• **Directions**:
Look through the records and copy every line in which "bool" appears.

[Stored items from a collection]
**********
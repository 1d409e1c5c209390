//! Filesystem navigation between related files.
//!
//! Two lookups are provided:
//! - [`find_build_file`] walks upward from a file to the nearest build
//!   manifest (`BUILD` by default) without leaving the workspace root.
//! - [`counterpart_file`] switches between a C/C++ header and its source,
//!   searching the file's own directory first and then its sibling
//!   directories.
//!
//! Both take a [`FileSystem`] so the directory walk can be substituted.

use std::path::{Component, Path, PathBuf};

use tracing::{debug, info};

use crate::errors::NavigationError;

/// Filesystem queries used by the navigator.
pub trait FileSystem {
    /// Whether `path` exists.
    fn exists(&self, path: &Path) -> bool;

    /// Immediate child directories of `dir`.
    fn subdirectories(&self, dir: &Path) -> Result<Vec<PathBuf>, NavigationError>;
}

/// [`FileSystem`] backed by `std::fs`.
#[derive(Debug, Clone, Copy, Default)]
pub struct OsFileSystem;

impl FileSystem for OsFileSystem {
    fn exists(&self, path: &Path) -> bool {
        path.exists()
    }

    fn subdirectories(&self, dir: &Path) -> Result<Vec<PathBuf>, NavigationError> {
        let mut dirs = Vec::new();
        for entry in std::fs::read_dir(dir)? {
            // Follows symlinks, so linked directories count as siblings.
            let path = entry?.path();
            if path.is_dir() {
                dirs.push(path);
            }
        }
        dirs.sort();
        Ok(dirs)
    }
}

/// Resolve `.` and `..` components lexically, without touching the
/// filesystem. `..` above the root stays at the root.
pub fn normalize_path(path: &Path) -> PathBuf {
    let mut out = PathBuf::new();
    for component in path.components() {
        match component {
            Component::CurDir => {}
            Component::ParentDir => match out.components().next_back() {
                Some(Component::Normal(_)) => {
                    out.pop();
                }
                Some(Component::RootDir | Component::Prefix(_)) => {}
                _ => out.push(component),
            },
            other => out.push(other),
        }
    }
    out
}

/// Nearest build manifest at or above `file`'s directory.
///
/// Both paths are normalized first. The walk stops once it leaves
/// `workspace_root` or reaches the filesystem root. In each directory the
/// `names` are tried in order.
pub fn find_build_file<F>(
    fs: &F,
    file: &Path,
    workspace_root: &Path,
    names: &[String],
) -> Result<PathBuf, NavigationError>
where
    F: FileSystem + ?Sized,
{
    let file = normalize_path(file);
    let workspace_root = normalize_path(workspace_root);
    let mut dir = file.parent();
    while let Some(current) = dir {
        if !current.starts_with(&workspace_root) {
            break;
        }
        for name in names {
            let candidate = current.join(name);
            if fs.exists(&candidate) {
                info!(path = %candidate.display(), "found build file");
                return Ok(candidate);
            }
        }
        dir = current.parent();
    }
    debug!(file = %file.display(), "no build file above");
    Err(NavigationError::BuildFileNotFound(file))
}

/// The header for a source file, or the source for a header.
///
/// Extensions include the leading dot (`.h`, `.cc`). Candidates are tried in
/// the file's directory first, then in every sibling directory, each with
/// the target extensions in the order given.
pub fn counterpart_file<F>(
    fs: &F,
    file: &Path,
    header_extensions: &[String],
    source_extensions: &[String],
) -> Result<PathBuf, NavigationError>
where
    F: FileSystem + ?Sized,
{
    let ext = file
        .extension()
        .and_then(|e| e.to_str())
        .map(|e| format!(".{}", e))
        .unwrap_or_default();

    let targets = if header_extensions.contains(&ext) {
        source_extensions
    } else if source_extensions.contains(&ext) {
        header_extensions
    } else {
        return Err(NavigationError::UnrecognizedExtension(file.to_path_buf()));
    };

    let stem = file
        .file_stem()
        .and_then(|s| s.to_str())
        .ok_or_else(|| NavigationError::UnrecognizedExtension(file.to_path_buf()))?;

    let current_dir = file.parent().unwrap_or_else(|| Path::new("."));
    let mut search_dirs = vec![current_dir.to_path_buf()];
    if let Some(parent) = current_dir.parent() {
        search_dirs.extend(fs.subdirectories(parent)?);
    }

    for dir in &search_dirs {
        for target in targets {
            let candidate = dir.join(format!("{}{}", stem, target));
            if fs.exists(&candidate) {
                info!(path = %candidate.display(), "found counterpart file");
                return Ok(candidate);
            }
        }
    }

    debug!(file = %file.display(), searched = search_dirs.len(), "no counterpart file");
    Err(NavigationError::CounterpartNotFound(file.to_path_buf()))
}

#[cfg(test)]
mod tests {
    use super::*;
    use std::collections::{BTreeMap, BTreeSet};

    /// In-memory tree: a set of file paths plus a map of directory children.
    #[derive(Default)]
    struct FakeFs {
        files: BTreeSet<PathBuf>,
        dirs: BTreeMap<PathBuf, Vec<PathBuf>>,
    }

    impl FakeFs {
        fn file(mut self, path: &str) -> Self {
            self.files.insert(PathBuf::from(path));
            self
        }

        fn dir(mut self, parent: &str, children: &[&str]) -> Self {
            self.dirs.insert(
                PathBuf::from(parent),
                children.iter().map(|c| Path::new(parent).join(c)).collect(),
            );
            self
        }
    }

    impl FileSystem for FakeFs {
        fn exists(&self, path: &Path) -> bool {
            self.files.contains(path)
        }

        fn subdirectories(&self, dir: &Path) -> Result<Vec<PathBuf>, NavigationError> {
            Ok(self.dirs.get(dir).cloned().unwrap_or_default())
        }
    }

    fn strings(items: &[&str]) -> Vec<String> {
        items.iter().map(|s| s.to_string()).collect()
    }

    #[test]
    fn test_build_file_nearest_wins() {
        let fs = FakeFs::default().file("/ws/BUILD").file("/ws/pkg/BUILD");
        let found = find_build_file(
            &fs,
            Path::new("/ws/pkg/sub/main.cc"),
            Path::new("/ws"),
            &strings(&["BUILD"]),
        )
        .unwrap();
        assert_eq!(found, PathBuf::from("/ws/pkg/BUILD"));
    }

    #[test]
    fn test_build_file_stays_inside_workspace() {
        let fs = FakeFs::default().file("/BUILD");
        let result = find_build_file(
            &fs,
            Path::new("/ws/a/b.cc"),
            Path::new("/ws"),
            &strings(&["BUILD"]),
        );
        assert!(matches!(result, Err(NavigationError::BuildFileNotFound(_))));
    }

    #[test]
    fn test_build_file_with_dotted_root() {
        let fs = FakeFs::default().file("/ws/BUILD");
        let found = find_build_file(
            &fs,
            Path::new("/ws/pkg/./a.cc"),
            Path::new("/ws/pkg/../"),
            &strings(&["BUILD"]),
        )
        .unwrap();
        assert_eq!(found, PathBuf::from("/ws/BUILD"));
    }

    #[test]
    fn test_normalize_path() {
        assert_eq!(normalize_path(Path::new("/a/b/../c/./d")), PathBuf::from("/a/c/d"));
        assert_eq!(normalize_path(Path::new("/../a")), PathBuf::from("/a"));
        assert_eq!(normalize_path(Path::new("../a/..")), PathBuf::from(".."));
        assert_eq!(normalize_path(Path::new("a/../../b")), PathBuf::from("../b"));
    }

    #[test]
    fn test_build_file_name_order() {
        let fs = FakeFs::default()
            .file("/ws/a/BUILD")
            .file("/ws/a/BUILD.bazel");
        let found = find_build_file(
            &fs,
            Path::new("/ws/a/x.cc"),
            Path::new("/ws"),
            &strings(&["BUILD.bazel", "BUILD"]),
        )
        .unwrap();
        assert_eq!(found, PathBuf::from("/ws/a/BUILD.bazel"));
    }

    #[test]
    fn test_counterpart_same_directory_first() {
        let fs = FakeFs::default()
            .file("/p/src/foo.h")
            .file("/p/include/foo.h")
            .dir("/p", &["include", "src"]);
        let found = counterpart_file(
            &fs,
            Path::new("/p/src/foo.cc"),
            &strings(&[".h", ".hpp"]),
            &strings(&[".c", ".cc"]),
        )
        .unwrap();
        assert_eq!(found, PathBuf::from("/p/src/foo.h"));
    }

    #[test]
    fn test_counterpart_in_sibling_directory() {
        let fs = FakeFs::default()
            .file("/p/src/foo.cc")
            .dir("/p", &["include", "src"]);
        let found = counterpart_file(
            &fs,
            Path::new("/p/include/foo.h"),
            &strings(&[".h", ".hpp"]),
            &strings(&[".c", ".cc"]),
        )
        .unwrap();
        assert_eq!(found, PathBuf::from("/p/src/foo.cc"));
    }

    #[test]
    fn test_counterpart_extension_order() {
        let fs = FakeFs::default().file("/p/a/foo.c").file("/p/a/foo.cc");
        let found = counterpart_file(
            &fs,
            Path::new("/p/a/foo.hpp"),
            &strings(&[".h", ".hpp"]),
            &strings(&[".c", ".cc"]),
        )
        .unwrap();
        assert_eq!(found, PathBuf::from("/p/a/foo.c"));
    }

    #[test]
    fn test_counterpart_unrecognized() {
        let fs = FakeFs::default();
        let result = counterpart_file(
            &fs,
            Path::new("/p/readme.md"),
            &strings(&[".h"]),
            &strings(&[".cc"]),
        );
        assert!(matches!(result, Err(NavigationError::UnrecognizedExtension(_))));
    }

    #[test]
    fn test_counterpart_missing() {
        let fs = FakeFs::default();
        let result = counterpart_file(
            &fs,
            Path::new("/p/a/foo.h"),
            &strings(&[".h"]),
            &strings(&[".cc"]),
        );
        assert!(matches!(result, Err(NavigationError::CounterpartNotFound(_))));
    }

    #[cfg(unix)]
    #[test]
    fn test_os_subdirectories_follow_symlinks() {
        let dir = tempfile::tempdir().unwrap();
        let real = dir.path().join("real");
        std::fs::create_dir_all(dir.path().join("p/src")).unwrap();
        std::fs::create_dir_all(&real).unwrap();
        std::fs::write(real.join("foo.h"), "").unwrap();
        std::fs::write(dir.path().join("p/src/foo.cc"), "").unwrap();
        std::os::unix::fs::symlink(&real, dir.path().join("p/include")).unwrap();

        let subdirs = OsFileSystem.subdirectories(&dir.path().join("p")).unwrap();
        assert_eq!(subdirs.len(), 2);

        let found = counterpart_file(
            &OsFileSystem,
            &dir.path().join("p/src/foo.cc"),
            &strings(&[".h"]),
            &strings(&[".cc"]),
        )
        .unwrap();
        assert_eq!(found, dir.path().join("p/include/foo.h"));
    }
}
**********
• **Solution**:
    fn exists(&self, path: &Path) -> bool;
    fn exists(&self, path: &Path) -> bool {
        fn exists(&self, path: &Path) -> bool {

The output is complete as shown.